Kahn was raised in New York City. At Brooklyn College, he joined the U.S. socialist movement, where he was influenced by Max Shachtman and Michael Harrington. As an assistant to civil rights leader Bayard Rustin, Kahn helped to organize the 1963 March on Washington, during which Martin Luther King Jr. delivered his "I Have a Dream" speech. Kahn's analysis of the civil rights movement influenced Bayard Rustin (who was the nominal author of Kahn's "From Protest to Politics"). (This article, originally a 1964 pamphlet from the League for Industrial Democracy, was written by Kahn, according to Horowitz (2007, pp. 223–224). It remains widely reprinted, for example in Rustin's Down the Line of 1971 and Time on two crosses of 2003.)
A leader in the Socialist Party of America, Kahn supported its 1972 name change to Social Democrats, USA (SDUSA). Like other leaders of SDUSA, Kahn worked to support free labor-unions and democracy and to oppose Soviet communism; he also worked to strengthen U.S. labor unions. Kahn worked as a senior assistant to and speechwriter for Democratic Senator Henry "Scoop" Jackson, AFL–CIO Presidents George Meany and Lane Kirkland, and other leaders of the Democratic Party, labor unions, and civil-rights organizations.
In 1980 Lane Kirkland appointed Kahn to organize the AFL–CIO's support for the Polish labor-union Solidarity; this support was made despite protests by the USSR and the Carter administration. He acted as the Director of the AFL–CIO's Department of International Affairs in 1986 and was officially named Director in 1989. Kahn died in 1992, at the age of 53.
Kahn was born Thomas John Marcel on September 15, 1938, and was immediately placed for adoption at the New York Foundling Hospital. He was adopted by the Jewish couple Adele and David Kahn, and renamed Thomas David Kahn. His father, a member of the Communist Party USA, became President of the Transport Workers Local 101 of the Brooklyn Union Gas Company.

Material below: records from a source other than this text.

//! Durable writer: the single consumer of the record queue
//!
//! Records are appended to the sink and flushed after `flush_batch` records
//! or `flush_interval`, whichever comes first. A record counts as written
//! only once the flush covering it succeeds. A failed flush loses its whole
//! batch: the rows are counted as failed and never reach the output.

use crate::config::StorageSettings;
use crate::metrics::Metrics;
use crate::server::queue::QueueConsumer;
use crate::server::storage::RecordSink;
use crate::types::LogRecord;
use crate::{CollectorError, Result};
use std::sync::Arc;
use tokio::fs::File;
use tokio::io::AsyncWrite;
use tokio::time::{interval, Duration, MissedTickBehavior};
use tokio_util::sync::CancellationToken;
use tracing::{debug, error, info, trace};

/// Totals reported when the writer stops
#[derive(Debug, Clone, Copy, Default, PartialEq, Eq)]
pub struct WriterSummary {
    /// Records appended and flushed
    pub written: u64,
    /// Records lost to sink failures
    pub failed: u64,
}

/// Queue consumer that persists records to a [`RecordSink`]
pub struct RecordWriter<W = File> {
    sink: RecordSink<W>,
    consumer: QueueConsumer,
    metrics: Arc<Metrics>,
    drain: CancellationToken,
    flush_batch: usize,
    flush_interval: Duration,
    max_consecutive_failures: u32,
    pending: u64,
    consecutive_failures: u32,
    summary: WriterSummary,
}

impl<W: AsyncWrite + Unpin> RecordWriter<W> {
    /// Create a writer
    ///
    /// Cancelling `drain` closes the queue; the writer then empties it and stops.
    pub fn new(
        sink: RecordSink<W>,
        consumer: QueueConsumer,
        settings: &StorageSettings,
        metrics: Arc<Metrics>,
        drain: CancellationToken,
    ) -> Self {
        Self {
            sink,
            consumer,
            metrics,
            drain,
            flush_batch: settings.flush_batch.max(1),
            flush_interval: settings.flush_interval(),
            max_consecutive_failures: settings.max_consecutive_failures,
            pending: 0,
            consecutive_failures: 0,
            summary: WriterSummary::default(),
        }
    }

    /// Consume the queue until it is closed and empty
    ///
    /// Returns `CollectorError::Sink` once more than `max_consecutive_failures`
    /// appends or flushes fail in a row.
    pub async fn run(mut self) -> Result<WriterSummary> {
        debug!(
            flush_batch = self.flush_batch,
            flush_interval_ms = self.flush_interval.as_millis() as u64,
            "Writer started"
        );

        let mut flush_timer = interval(self.flush_interval);
        flush_timer.set_missed_tick_behavior(MissedTickBehavior::Delay);
        flush_timer.tick().await;

        let mut draining = false;

        loop {
            tokio::select! {
                biased;

                _ = self.drain.cancelled(), if !draining => {
                    draining = true;
                    self.consumer.close();
                    debug!(queued = self.consumer.len(), "Writer draining queue");
                }

                _ = flush_timer.tick() => {
                    if self.pending > 0 {
                        self.flush().await?;
                    }
                }

                next = self.consumer.take() => {
                    match next {
                        Some(record) => self.append(record).await?,
                        None => break,
                    }
                }
            }
        }

        self.flush().await?;
        if let Err(e) = self.sink.close().await {
            error!(error = %e, "Failed to close output sink");
        }

        info!(
            written = self.summary.written,
            failed = self.summary.failed,
            "Writer stopped"
        );
        Ok(self.summary)
    }

    async fn append(&mut self, record: LogRecord) -> Result<()> {
        trace!(record = %record.to_human_readable(), "Appending record");

        match self.sink.append(&record) {
            Ok(()) => {
                self.pending += 1;
                if self.pending >= self.flush_batch as u64 {
                    self.flush().await?;
                }
                Ok(())
            }
            Err(e) => self.sink_failed(e, 1),
        }
    }

    async fn flush(&mut self) -> Result<()> {
        if self.pending == 0 {
            return Ok(());
        }

        let batch = std::mem::take(&mut self.pending);
        match self.sink.flush().await {
            Ok(()) => {
                self.metrics.record_written(batch);
                self.summary.written += batch;
                self.consecutive_failures = 0;
                Ok(())
            }
            Err(e) => self.sink_failed(e, batch),
        }
    }

    fn sink_failed(&mut self, e: CollectorError, lost: u64) -> Result<()> {
        self.metrics.record_sink_error();
        self.summary.failed += lost;
        self.consecutive_failures += 1;

        error!(
            error = %e,
            lost,
            consecutive_failures = self.consecutive_failures,
            "Failed to persist records"
        );

        if self.consecutive_failures > self.max_consecutive_failures {
            return Err(CollectorError::Sink(format!(
                "{} consecutive write failures, last: {}",
                self.consecutive_failures, e
            )));
        }
        Ok(())
    }
}

#[cfg(test)]
mod tests {
    use super::*;
    use crate::config::OutputFormat;
    use crate::server::queue::{bounded, QueueProducer};
    use chrono::Utc;
    use std::io;
    use std::path::PathBuf;
    use std::pin::Pin;
    use std::task::{Context, Poll};
    use tempfile::tempdir;
    use tokio::time::{sleep, timeout};

    fn record(message: &str) -> LogRecord {
        LogRecord::new(
            Utc::now(),
            "192.0.2.1:514".parse().unwrap(),
            message.to_string(),
            5,
            1,
        )
    }

    fn storage(path: PathBuf, flush_batch: usize, flush_interval_ms: u64) -> StorageSettings {
        StorageSettings {
            output_path: path,
            format: OutputFormat::Csv,
            flush_batch,
            flush_interval_ms,
            max_consecutive_failures: 2,
            local_time: false,
        }
    }

    async fn file_writer(
        settings: &StorageSettings,
        capacity: usize,
    ) -> (RecordWriter, QueueProducer, Arc<Metrics>, CancellationToken) {
        let metrics = Arc::new(Metrics::new().unwrap());
        let (producer, consumer) = bounded(capacity, Arc::clone(&metrics));
        let sink = RecordSink::open(settings).await.unwrap();
        let drain = CancellationToken::new();
        let writer = RecordWriter::new(
            sink,
            consumer,
            settings,
            Arc::clone(&metrics),
            drain.clone(),
        );
        (writer, producer, metrics, drain)
    }

    struct BrokenWriter;

    impl AsyncWrite for BrokenWriter {
        fn poll_write(
            self: Pin<&mut Self>,
            _cx: &mut Context<'_>,
            _buf: &[u8],
        ) -> Poll<io::Result<usize>> {
            Poll::Ready(Err(io::Error::new(io::ErrorKind::Other, "disk full")))
        }

        fn poll_flush(self: Pin<&mut Self>, _cx: &mut Context<'_>) -> Poll<io::Result<()>> {
            Poll::Ready(Err(io::Error::new(io::ErrorKind::Other, "disk full")))
        }

        fn poll_shutdown(self: Pin<&mut Self>, _cx: &mut Context<'_>) -> Poll<io::Result<()>> {
            Poll::Ready(Ok(()))
        }
    }

    /// Fails the first write, then records everything it is given
    #[derive(Clone, Default)]
    struct FlakyWriter {
        failed_once: Arc<std::sync::atomic::AtomicBool>,
        output: Arc<std::sync::Mutex<Vec<u8>>>,
    }

    impl AsyncWrite for FlakyWriter {
        fn poll_write(
            self: Pin<&mut Self>,
            _cx: &mut Context<'_>,
            buf: &[u8],
        ) -> Poll<io::Result<usize>> {
            if !self
                .failed_once
                .swap(true, std::sync::atomic::Ordering::SeqCst)
            {
                return Poll::Ready(Err(io::Error::new(io::ErrorKind::Other, "disk full")));
            }
            self.output.lock().unwrap().extend_from_slice(buf);
            Poll::Ready(Ok(buf.len()))
        }

        fn poll_flush(self: Pin<&mut Self>, _cx: &mut Context<'_>) -> Poll<io::Result<()>> {
            Poll::Ready(Ok(()))
        }

        fn poll_shutdown(self: Pin<&mut Self>, _cx: &mut Context<'_>) -> Poll<io::Result<()>> {
            Poll::Ready(Ok(()))
        }
    }

    #[tokio::test]
    async fn test_failed_batch_never_reaches_output() {
        let metrics = Arc::new(Metrics::new().unwrap());
        let (producer, consumer) = bounded(16, Arc::clone(&metrics));
        let settings = storage(PathBuf::from("unused.csv"), 1, 60_000);
        let flaky = FlakyWriter::default();
        let sink = RecordSink::from_writer(flaky.clone(), OutputFormat::Csv, false);
        let drain = CancellationToken::new();
        let writer = RecordWriter::new(
            sink,
            consumer,
            &settings,
            Arc::clone(&metrics),
            drain.clone(),
        );

        assert!(producer.offer(record("lost-A")).is_accepted());
        assert!(producer.offer(record("ok-B")).is_accepted());
        drain.cancel();

        let summary = timeout(Duration::from_secs(5), writer.run())
            .await
            .unwrap()
            .unwrap();
        assert_eq!(summary, WriterSummary { written: 1, failed: 1 });

        let snapshot = metrics.snapshot();
        assert_eq!(snapshot.written_total, 1);
        assert_eq!(snapshot.sink_errors_total, 1);

        let content = String::from_utf8(flaky.output.lock().unwrap().clone()).unwrap();
        assert_eq!(content.lines().count() as u64, snapshot.written_total);
        assert!(!content.contains("lost-A"));
        assert!(content.contains("ok-B"));
    }

    #[tokio::test]
    async fn test_drain_writes_everything_in_order() {
        let temp_dir = tempdir().unwrap();
        let path = temp_dir.path().join("out.csv");
        let settings = storage(path.clone(), 100, 60_000);
        let (writer, producer, metrics, drain) = file_writer(&settings, 64).await;

        for i in 0..20 {
            assert!(producer.offer(record(&format!("msg-{:02}", i))).is_accepted());
        }
        drain.cancel();

        let summary = timeout(Duration::from_secs(5), writer.run())
            .await
            .unwrap()
            .unwrap();
        assert_eq!(summary, WriterSummary { written: 20, failed: 0 });
        assert_eq!(metrics.snapshot().written_total, 20);
        assert_eq!(metrics.snapshot().queue_size, 0);

        let content = tokio::fs::read_to_string(&path).await.unwrap();
        let messages: Vec<&str> = content
            .lines()
            .skip(1)
            .map(|line| line.split(',').nth(2).unwrap())
            .collect();
        let expected: Vec<String> = (0..20).map(|i| format!("msg-{:02}", i)).collect();
        assert_eq!(messages, expected);
    }

    #[tokio::test]
    async fn test_flushes_after_batch() {
        let temp_dir = tempdir().unwrap();
        let path = temp_dir.path().join("out.csv");
        let settings = storage(path.clone(), 2, 3_600_000);
        let (writer, producer, metrics, drain) = file_writer(&settings, 16).await;
        let handle = tokio::spawn(writer.run());

        for i in 0..3 {
            producer.offer(record(&format!("batch-{}", i)));
        }
        sleep(Duration::from_millis(200)).await;

        assert_eq!(metrics.snapshot().written_total, 2);
        let content = tokio::fs::read_to_string(&path).await.unwrap();
        assert!(content.contains("batch-1"));
        assert!(!content.contains("batch-2"));

        drain.cancel();
        let summary = handle.await.unwrap().unwrap();
        assert_eq!(summary.written, 3);
    }

    #[tokio::test]
    async fn test_flushes_on_interval() {
        let temp_dir = tempdir().unwrap();
        let path = temp_dir.path().join("out.csv");
        let settings = storage(path.clone(), 1000, 50);
        let (writer, producer, metrics, drain) = file_writer(&settings, 16).await;
        let handle = tokio::spawn(writer.run());

        producer.offer(record("lonely"));
        sleep(Duration::from_millis(300)).await;

        assert_eq!(metrics.snapshot().written_total, 1);
        let content = tokio::fs::read_to_string(&path).await.unwrap();
        assert!(content.contains("lonely"));

        drain.cancel();
        handle.await.unwrap().unwrap();
    }

    #[tokio::test]
    async fn test_persistent_failure_is_escalated() {
        let metrics = Arc::new(Metrics::new().unwrap());
        let (producer, consumer) = bounded(16, Arc::clone(&metrics));
        let settings = storage(PathBuf::from("unused.csv"), 1, 60_000);
        let sink = RecordSink::from_writer(BrokenWriter, OutputFormat::Csv, false);
        let writer = RecordWriter::new(
            sink,
            consumer,
            &settings,
            Arc::clone(&metrics),
            CancellationToken::new(),
        );

        for i in 0..5 {
            producer.offer(record(&format!("doomed-{}", i)));
        }

        let result = timeout(Duration::from_secs(5), writer.run()).await.unwrap();
        assert!(matches!(result, Err(CollectorError::Sink(_))));

        let snapshot = metrics.snapshot();
        assert_eq!(snapshot.sink_errors_total, 3);
        assert_eq!(snapshot.written_total, 0);

        assert!(producer.is_closed());
    }
}
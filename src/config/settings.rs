//! Configuration structures for the collector

use crate::{CollectorError, Result};
use serde::{Deserialize, Serialize};
use std::net::{IpAddr, SocketAddr};
use std::path::{Path, PathBuf};
use std::time::Duration;

/// Collector configuration
#[derive(Debug, Clone, Default, Serialize, Deserialize)]
#[serde(default)]
pub struct CollectorConfig {
    /// Network listener settings
    pub listener: ListenerSettings,
    /// Wire parser settings
    pub parser: ParserSettings,
    /// Bounded queue settings
    pub queue: QueueSettings,
    /// Output sink settings
    pub storage: StorageSettings,
    /// Metrics exporter settings
    pub metrics: MetricsSettings,
    /// Shutdown behaviour
    pub shutdown: ShutdownSettings,
}

/// Network listener settings
#[derive(Debug, Clone, Serialize, Deserialize)]
#[serde(default)]
pub struct ListenerSettings {
    /// Address to bind the syslog sockets to
    pub bind_address: String,
    /// UDP listen port
    pub udp_port: u16,
    /// Accept newline-delimited syslog over TCP as well
    pub tcp_enabled: bool,
    /// TCP listen port; the UDP port is used when unset
    pub tcp_port: Option<u16>,
    /// Maximum concurrent TCP connections
    pub max_connections: usize,
    /// Datagram receive buffer size
    pub recv_buffer_size: usize,
}

/// Wire parser settings
#[derive(Debug, Clone, Serialize, Deserialize)]
#[serde(default)]
pub struct ParserSettings {
    /// Messages longer than this many bytes are truncated
    pub max_message_size: usize,
    /// Facility used when the PRI prefix is missing or invalid
    pub default_facility: u8,
    /// Severity used when the PRI prefix is missing or invalid
    pub default_severity: u8,
}

/// Bounded queue settings
#[derive(Debug, Clone, Serialize, Deserialize)]
#[serde(default)]
pub struct QueueSettings {
    /// Maximum number of records waiting for the writer
    pub capacity: usize,
}

/// Output row format
#[derive(Debug, Clone, Copy, PartialEq, Eq, Default, Serialize, Deserialize)]
#[serde(rename_all = "lowercase")]
pub enum OutputFormat {
    /// Comma separated rows with a header line
    #[default]
    Csv,
    /// One JSON object per line
    Json,
}

/// Output sink settings
#[derive(Debug, Clone, Serialize, Deserialize)]
#[serde(default)]
pub struct StorageSettings {
    /// File the records are appended to
    pub output_path: PathBuf,
    /// Row format
    pub format: OutputFormat,
    /// Flush after this many appended records
    pub flush_batch: usize,
    /// Flush at least this often while records are pending (milliseconds)
    pub flush_interval_ms: u64,
    /// Consecutive append/flush failures tolerated before the writer gives up
    pub max_consecutive_failures: u32,
    /// Format event times in local time instead of UTC
    pub local_time: bool,
}

/// Metrics configuration
#[derive(Debug, Clone, Serialize, Deserialize)]
#[serde(default)]
pub struct MetricsSettings {
    /// Enable metrics endpoint
    pub enabled: bool,
    /// Address the metrics endpoint binds to
    pub bind_address: String,
    /// Metrics server port
    pub port: u16,
    /// Metrics endpoint path
    pub path: String,
}

/// Shutdown behaviour
#[derive(Debug, Clone, Serialize, Deserialize)]
#[serde(default)]
pub struct ShutdownSettings {
    /// How long the writer may keep draining the queue after listeners stop
    pub drain_timeout_ms: u64,
}

impl Default for ListenerSettings {
    fn default() -> Self {
        Self {
            bind_address: "0.0.0.0".to_string(),
            udp_port: 514,
            tcp_enabled: false,
            tcp_port: None,
            max_connections: 1000,
            recv_buffer_size: 65535,
        }
    }
}

impl Default for ParserSettings {
    fn default() -> Self {
        Self {
            max_message_size: 8192,
            default_facility: 1,
            default_severity: 5,
        }
    }
}

impl Default for QueueSettings {
    fn default() -> Self {
        Self { capacity: 1000 }
    }
}

impl Default for StorageSettings {
    fn default() -> Self {
        Self {
            output_path: PathBuf::from("syslog.csv"),
            format: OutputFormat::Csv,
            flush_batch: 100,
            flush_interval_ms: 1000,
            max_consecutive_failures: 10,
            local_time: false,
        }
    }
}

impl Default for MetricsSettings {
    fn default() -> Self {
        Self {
            enabled: true,
            bind_address: "0.0.0.0".to_string(),
            port: 9000,
            path: "/metrics".to_string(),
        }
    }
}

impl Default for ShutdownSettings {
    fn default() -> Self {
        Self {
            drain_timeout_ms: 5000,
        }
    }
}

/// Join a host and port, bracketing IPv6 literals
fn socket_address(host: &str, port: u16) -> String {
    match host.parse::<IpAddr>() {
        Ok(ip) => SocketAddr::new(ip, port).to_string(),
        Err(_) => format!("{}:{}", host, port),
    }
}

impl ListenerSettings {
    /// UDP socket address to bind
    pub fn udp_bind_address(&self) -> String {
        socket_address(&self.bind_address, self.udp_port)
    }

    /// TCP socket address to bind
    pub fn tcp_bind_address(&self) -> String {
        socket_address(&self.bind_address, self.tcp_port.unwrap_or(self.udp_port))
    }
}

impl StorageSettings {
    /// Time-based flush cadence
    pub fn flush_interval(&self) -> Duration {
        Duration::from_millis(self.flush_interval_ms)
    }
}

impl MetricsSettings {
    /// Socket address of the metrics endpoint
    pub fn socket_address(&self) -> String {
        socket_address(&self.bind_address, self.port)
    }
}

impl ShutdownSettings {
    /// Drain deadline as a duration
    pub fn drain_timeout(&self) -> Duration {
        Duration::from_millis(self.drain_timeout_ms)
    }
}

impl CollectorConfig {
    /// Load configuration from TOML file
    pub fn from_file<P: AsRef<Path>>(path: P) -> Result<Self> {
        let content = std::fs::read_to_string(path)
            .map_err(|e| CollectorError::Config(format!("Failed to read config file: {}", e)))?;

        let config: CollectorConfig = toml::from_str(&content)?;

        config.validate()?;
        Ok(config)
    }

    /// Validate configuration
    pub fn validate(&self) -> Result<()> {
        if self.listener.bind_address.is_empty() {
            return Err(CollectorError::Config("Bind address cannot be empty".to_string()));
        }
        if self.listener.recv_buffer_size == 0 {
            return Err(CollectorError::Config(
                "Receive buffer size must be greater than zero".to_string(),
            ));
        }
        if self.listener.tcp_enabled && self.listener.max_connections == 0 {
            return Err(CollectorError::Config(
                "max_connections must be greater than zero when TCP is enabled".to_string(),
            ));
        }
        if self.parser.max_message_size == 0 {
            return Err(CollectorError::Config(
                "Maximum message size must be greater than zero".to_string(),
            ));
        }
        if self.parser.default_facility > 23 {
            return Err(CollectorError::Config(format!(
                "Default facility {} is out of range 0-23",
                self.parser.default_facility
            )));
        }
        if self.parser.default_severity > 7 {
            return Err(CollectorError::Config(format!(
                "Default severity {} is out of range 0-7",
                self.parser.default_severity
            )));
        }
        if self.queue.capacity == 0 {
            return Err(CollectorError::Config("Queue capacity must be greater than zero".to_string()));
        }
        if self.storage.output_path.as_os_str().is_empty() {
            return Err(CollectorError::Config("Output path cannot be empty".to_string()));
        }
        if self.storage.flush_batch == 0 {
            return Err(CollectorError::Config("Flush batch must be greater than zero".to_string()));
        }
        if self.storage.flush_interval_ms == 0 {
            return Err(CollectorError::Config(
                "Flush interval must be greater than zero".to_string(),
            ));
        }
        if self.metrics.enabled && !self.metrics.path.starts_with('/') {
            return Err(CollectorError::Config(format!(
                "Metrics path must start with '/': {}",
                self.metrics.path
            )));
        }
        Ok(())
    }
}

Tom Kahn was a civil libertarian who "ran for president of the Student Organization of Erasmus Hall High School in 1955 on a platform calling for the destruction of the student assembly, because it had no power", an election he lost. In high school, he met Rachelle Horowitz, who would become his lifelong friend and political ally.
At Brooklyn College (CUNY), the undergraduate students Kahn and Horowitz joined the U.S. movement for democratic socialism after hearing Max Shachtman denounce the 1956 Soviet invasion of Hungary: Shachtman described
rolling Russian tanks ... defenceless Hungarian workers and students fighting back with stones ... a heroic people's crushed hopes, and ... our democratic socialist links to those hopes. Freedom, democracy—they were not abstractions; they were real and could therefore be destroyed. Communist totalitarianism was not merely a political force, an ideological aberration that could be smashed in debate; it was a monstrous physical force. Democracy was not merely the icing on the socialist cake. It was the cake—or there was no socialism worth fighting for. And if socialism was worth fighting for here, it was worth fighting for everywhere: socialism was nothing if it was not profoundly internationalist. I do not remember whether that was the night I signed up. But it was the night I became convinced.